The original score was composed by Masahiko Sato and contains numerous cues to Nobuo Uematsu's original soundtrack to Final Fantasy V including the opening and the Chocobo theme.

=== Episodes ===
Legend of the Crystals is separated into four 30-minute episodes. It was released in VHS format with the first and second episodes contained on the first video, and episodes three and four on the second, later released as a boxed set.

| No. | Title | Japanese release | English release |
|---|---|---|---|
| 1 | "Wind Chapter" Transliteration: "Kaze no shō" (Japanese: 風の章) | March 21, 1994 | December 9, 1997 |
| 2 | "Fire Chapter" Transliteration: "Honō no shō" (Japanese: 炎の章) | May 21, 1994 | December 9, 1997 |
| 3 | "Dragon Chapter" Transliteration: "Ryū no shō" (Japanese: 竜の章) | June 21, 1994 | February 3, 1998 |
| 4 | "Star Chapter" Transliteration: "Hoshi no shō" (Japanese: 星の章) | July 21, 1994 | February 3, 1998 |

==Related media==
Several media based on the OVA was released on 1994. Two soundtracks were released for the OVA. The first volume was released on May 21 and contains tracks from the first two OVA episodes. The second contains tracks from the last two episodes and was released on July 21. A guidebook titled Final Fantasy Video Graffiti: Animation Perfect Guide (ファイナルファンタジー・ビデオグラフィティ―アニメーションパーフェクトガイド) was released on September 1. A two-volume manga adaptation was released on December 2. Each volume also adapts two episodes each.

== Reception ==
In the 1990s, the anime received positive reviews from critics. Shidoshi of GameFan magazine gave it an A rating in May 1998, stating it was one of "the finest anime I've seen in quite" a while. The reviewer ranked it the best anime of the month, above several episodes of Neon Genesis Evangelion reviewed that same month.
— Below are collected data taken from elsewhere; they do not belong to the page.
// ABOUTME: Matrix module turning axis declarations and include/exclude rules into Jobs
// ABOUTME: Jobs are independent, ordered and carry a flat axis to value assignment

pub mod error;
pub mod expander;
pub mod job;

pub use error::{MatrixError, Result};
pub use expander::{Matrix, MatrixExpander, MatrixRule};
pub use job::{Job, JobOrigin};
The same year, Charles McCarter of EX praised Legend of the Crystals heavily, noting the similarity to Square's existing characters helped lend credence to the Final Fantasy title. He additionally noted, with exception to the backgrounds, the animation was good, and the dubbed voices for the English version were believable, notably Linally's and Prettz's, and added "Final Fantasy provides a good balance of action, adventure, and just enough humour to make the characters personable".

=== Retrospective ===
Retrospectively, the OVA has received a mixed reception. Adam Arnold of Animefringe criticized it as one of several failed attempts to translate Final Fantasy to film, calling it a "lacklustre and drawn-out retelling of Final Fantasy V". Sam Yu of THEM Anime Reviews rated it 1 out of 5 stars and called it "a cruel mockery of all Final Fantasy stands for", citing it as basing the storyline off the "weakest" title in the series, and citing the finale as anticlimactic and the villain disappointing. Ramsey Isler of IGN later described it as notable for being the first sequel to a Final Fantasy title, but noted that it "did not become a favourite addition to the Final Fantasy Legacy", citing its animation as "nothing special" and noting its reliance on comedy over dramatic story telling. Richard Eisenbeis of Kotaku called the film "a mess" for its un-Final Fantasy aesthetic and fan service.

Other critics were more positive. GameSpot staff described it as a worthy adaptation of the series, and noted while the animation was "somewhat simple", the story was immersive and praised it for not meandering to include all aspects of the game.